- _Task instructions_:
In the entries below, every line that contains "previous" must be located and copied.

[Saved data entries]
· · · ·

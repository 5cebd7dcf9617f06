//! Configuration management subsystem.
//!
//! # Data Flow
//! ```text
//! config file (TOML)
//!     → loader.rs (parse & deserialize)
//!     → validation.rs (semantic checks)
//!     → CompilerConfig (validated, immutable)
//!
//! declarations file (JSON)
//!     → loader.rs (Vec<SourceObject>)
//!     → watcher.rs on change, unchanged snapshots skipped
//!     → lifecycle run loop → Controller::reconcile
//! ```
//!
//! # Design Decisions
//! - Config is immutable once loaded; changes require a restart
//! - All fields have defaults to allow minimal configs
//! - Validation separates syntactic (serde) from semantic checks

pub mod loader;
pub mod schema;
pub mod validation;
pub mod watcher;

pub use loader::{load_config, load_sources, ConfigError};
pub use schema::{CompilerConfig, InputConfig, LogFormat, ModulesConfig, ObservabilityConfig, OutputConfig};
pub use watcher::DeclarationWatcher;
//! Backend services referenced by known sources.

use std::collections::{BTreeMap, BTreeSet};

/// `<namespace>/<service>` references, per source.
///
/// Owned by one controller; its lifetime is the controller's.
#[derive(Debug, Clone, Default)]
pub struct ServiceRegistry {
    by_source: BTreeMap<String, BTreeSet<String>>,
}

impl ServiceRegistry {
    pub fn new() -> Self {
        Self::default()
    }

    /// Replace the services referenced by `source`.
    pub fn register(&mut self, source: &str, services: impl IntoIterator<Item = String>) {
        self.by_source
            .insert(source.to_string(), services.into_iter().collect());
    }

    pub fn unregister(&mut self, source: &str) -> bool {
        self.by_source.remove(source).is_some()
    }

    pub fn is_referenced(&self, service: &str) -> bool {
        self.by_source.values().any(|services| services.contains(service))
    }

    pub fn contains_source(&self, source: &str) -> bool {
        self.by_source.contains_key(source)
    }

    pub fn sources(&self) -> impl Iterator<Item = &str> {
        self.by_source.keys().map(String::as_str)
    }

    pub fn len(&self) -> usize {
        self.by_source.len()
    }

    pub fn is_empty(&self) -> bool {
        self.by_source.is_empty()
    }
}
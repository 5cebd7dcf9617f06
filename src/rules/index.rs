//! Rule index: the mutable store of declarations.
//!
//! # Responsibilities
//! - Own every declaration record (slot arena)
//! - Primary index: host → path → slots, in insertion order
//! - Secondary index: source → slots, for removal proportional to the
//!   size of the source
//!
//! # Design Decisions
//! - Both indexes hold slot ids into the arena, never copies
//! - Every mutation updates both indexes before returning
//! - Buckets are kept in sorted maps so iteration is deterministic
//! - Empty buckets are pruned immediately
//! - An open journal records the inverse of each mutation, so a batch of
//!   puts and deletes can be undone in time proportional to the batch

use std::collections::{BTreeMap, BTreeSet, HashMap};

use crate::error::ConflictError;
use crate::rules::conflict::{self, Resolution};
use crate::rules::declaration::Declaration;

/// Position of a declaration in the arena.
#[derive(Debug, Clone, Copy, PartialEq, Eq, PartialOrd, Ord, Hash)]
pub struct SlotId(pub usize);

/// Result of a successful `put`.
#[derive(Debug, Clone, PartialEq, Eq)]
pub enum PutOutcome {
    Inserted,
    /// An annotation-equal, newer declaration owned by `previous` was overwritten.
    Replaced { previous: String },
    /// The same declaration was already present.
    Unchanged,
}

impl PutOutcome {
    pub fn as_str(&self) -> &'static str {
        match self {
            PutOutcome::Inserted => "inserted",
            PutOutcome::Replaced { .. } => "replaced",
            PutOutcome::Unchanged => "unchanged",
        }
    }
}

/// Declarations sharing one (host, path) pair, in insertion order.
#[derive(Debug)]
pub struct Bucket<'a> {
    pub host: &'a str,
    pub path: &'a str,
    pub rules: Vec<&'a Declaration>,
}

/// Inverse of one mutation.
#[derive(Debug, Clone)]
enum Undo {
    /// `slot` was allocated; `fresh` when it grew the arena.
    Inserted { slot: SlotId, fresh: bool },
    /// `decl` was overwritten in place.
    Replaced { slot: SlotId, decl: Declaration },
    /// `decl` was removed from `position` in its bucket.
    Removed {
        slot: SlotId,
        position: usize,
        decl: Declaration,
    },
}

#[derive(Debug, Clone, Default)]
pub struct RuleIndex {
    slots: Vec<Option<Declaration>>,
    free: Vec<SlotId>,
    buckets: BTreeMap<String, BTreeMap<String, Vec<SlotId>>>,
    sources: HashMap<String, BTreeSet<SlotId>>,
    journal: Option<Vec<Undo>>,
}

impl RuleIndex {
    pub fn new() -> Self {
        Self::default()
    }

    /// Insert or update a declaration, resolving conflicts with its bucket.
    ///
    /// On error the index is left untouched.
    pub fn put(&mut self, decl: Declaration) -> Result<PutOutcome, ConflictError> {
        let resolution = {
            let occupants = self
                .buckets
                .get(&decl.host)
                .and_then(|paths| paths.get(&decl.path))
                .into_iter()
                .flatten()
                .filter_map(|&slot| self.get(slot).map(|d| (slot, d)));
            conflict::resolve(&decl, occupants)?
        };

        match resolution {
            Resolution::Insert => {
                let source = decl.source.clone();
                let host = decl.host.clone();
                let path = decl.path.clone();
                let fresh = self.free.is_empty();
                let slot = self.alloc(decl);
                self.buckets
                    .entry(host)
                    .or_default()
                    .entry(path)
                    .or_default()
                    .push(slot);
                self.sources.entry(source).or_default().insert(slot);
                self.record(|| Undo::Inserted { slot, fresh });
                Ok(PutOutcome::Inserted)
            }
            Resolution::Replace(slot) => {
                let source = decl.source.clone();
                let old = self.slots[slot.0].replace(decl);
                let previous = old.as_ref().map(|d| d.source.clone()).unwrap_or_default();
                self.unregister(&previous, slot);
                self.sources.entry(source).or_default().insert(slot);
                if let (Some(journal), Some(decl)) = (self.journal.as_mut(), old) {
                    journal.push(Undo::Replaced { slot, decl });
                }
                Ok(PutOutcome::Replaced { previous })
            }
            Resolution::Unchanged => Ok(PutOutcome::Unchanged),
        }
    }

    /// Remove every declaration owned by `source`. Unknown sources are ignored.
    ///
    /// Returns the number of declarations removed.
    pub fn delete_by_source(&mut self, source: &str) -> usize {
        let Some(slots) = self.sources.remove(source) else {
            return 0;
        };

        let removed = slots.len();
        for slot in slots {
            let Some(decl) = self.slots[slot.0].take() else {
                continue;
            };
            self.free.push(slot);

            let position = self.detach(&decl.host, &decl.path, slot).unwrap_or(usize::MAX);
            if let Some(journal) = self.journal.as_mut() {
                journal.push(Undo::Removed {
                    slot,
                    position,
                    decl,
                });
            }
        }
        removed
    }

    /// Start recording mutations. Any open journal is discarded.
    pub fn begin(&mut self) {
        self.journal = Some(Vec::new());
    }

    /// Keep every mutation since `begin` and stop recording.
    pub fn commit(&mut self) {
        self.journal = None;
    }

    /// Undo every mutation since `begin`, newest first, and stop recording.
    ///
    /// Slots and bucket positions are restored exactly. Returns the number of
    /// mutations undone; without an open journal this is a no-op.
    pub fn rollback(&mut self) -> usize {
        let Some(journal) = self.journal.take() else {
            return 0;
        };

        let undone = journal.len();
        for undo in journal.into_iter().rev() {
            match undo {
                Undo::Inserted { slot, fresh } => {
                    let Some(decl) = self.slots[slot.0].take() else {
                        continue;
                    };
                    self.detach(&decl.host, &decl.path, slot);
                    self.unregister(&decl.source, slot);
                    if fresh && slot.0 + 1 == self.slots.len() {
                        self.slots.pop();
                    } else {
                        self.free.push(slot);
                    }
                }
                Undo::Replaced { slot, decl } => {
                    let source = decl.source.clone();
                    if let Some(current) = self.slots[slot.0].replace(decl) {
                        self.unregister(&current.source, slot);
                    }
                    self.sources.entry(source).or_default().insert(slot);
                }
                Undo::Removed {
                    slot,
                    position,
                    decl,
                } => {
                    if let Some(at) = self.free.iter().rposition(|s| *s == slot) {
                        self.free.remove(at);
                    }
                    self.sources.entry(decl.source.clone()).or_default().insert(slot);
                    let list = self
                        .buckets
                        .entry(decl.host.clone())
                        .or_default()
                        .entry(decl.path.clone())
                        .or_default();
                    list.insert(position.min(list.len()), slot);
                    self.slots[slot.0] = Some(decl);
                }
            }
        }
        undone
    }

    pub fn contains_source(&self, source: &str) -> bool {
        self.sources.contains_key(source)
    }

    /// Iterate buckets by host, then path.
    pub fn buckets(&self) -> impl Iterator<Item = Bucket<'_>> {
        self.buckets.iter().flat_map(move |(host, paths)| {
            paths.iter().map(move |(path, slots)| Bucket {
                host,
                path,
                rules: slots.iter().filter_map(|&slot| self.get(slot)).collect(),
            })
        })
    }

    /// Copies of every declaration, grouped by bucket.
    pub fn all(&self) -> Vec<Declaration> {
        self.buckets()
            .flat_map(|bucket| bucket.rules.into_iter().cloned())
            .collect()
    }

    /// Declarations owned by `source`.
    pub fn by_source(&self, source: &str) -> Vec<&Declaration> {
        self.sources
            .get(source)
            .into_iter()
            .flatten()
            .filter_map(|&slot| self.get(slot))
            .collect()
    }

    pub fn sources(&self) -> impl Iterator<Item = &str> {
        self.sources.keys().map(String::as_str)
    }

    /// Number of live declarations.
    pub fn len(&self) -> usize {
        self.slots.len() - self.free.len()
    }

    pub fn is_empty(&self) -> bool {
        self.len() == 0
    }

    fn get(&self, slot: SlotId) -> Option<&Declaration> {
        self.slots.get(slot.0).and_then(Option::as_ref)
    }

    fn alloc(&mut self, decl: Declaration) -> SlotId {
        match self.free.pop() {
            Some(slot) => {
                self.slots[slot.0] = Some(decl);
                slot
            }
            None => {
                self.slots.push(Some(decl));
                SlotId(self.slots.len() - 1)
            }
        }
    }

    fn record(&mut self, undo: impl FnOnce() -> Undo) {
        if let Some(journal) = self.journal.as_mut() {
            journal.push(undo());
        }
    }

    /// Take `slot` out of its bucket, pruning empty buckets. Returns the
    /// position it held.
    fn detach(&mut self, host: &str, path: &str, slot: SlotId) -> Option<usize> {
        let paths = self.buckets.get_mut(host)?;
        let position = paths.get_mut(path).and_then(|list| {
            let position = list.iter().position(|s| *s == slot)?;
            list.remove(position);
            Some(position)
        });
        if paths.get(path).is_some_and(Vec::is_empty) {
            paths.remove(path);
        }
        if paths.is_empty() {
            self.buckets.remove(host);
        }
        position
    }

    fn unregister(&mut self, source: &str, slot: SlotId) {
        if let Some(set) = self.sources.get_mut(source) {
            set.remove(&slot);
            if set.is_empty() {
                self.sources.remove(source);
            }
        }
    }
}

· · · ·

- _Task output_:
    /// An annotation-equal, newer declaration owned by `previous` was overwritten.
    Replaced { previous: String },
                let previous = old.as_ref().map(|d| d.source.clone()).unwrap_or_default();
                self.unregister(&previous, slot);
                Ok(PutOutcome::Replaced { previous })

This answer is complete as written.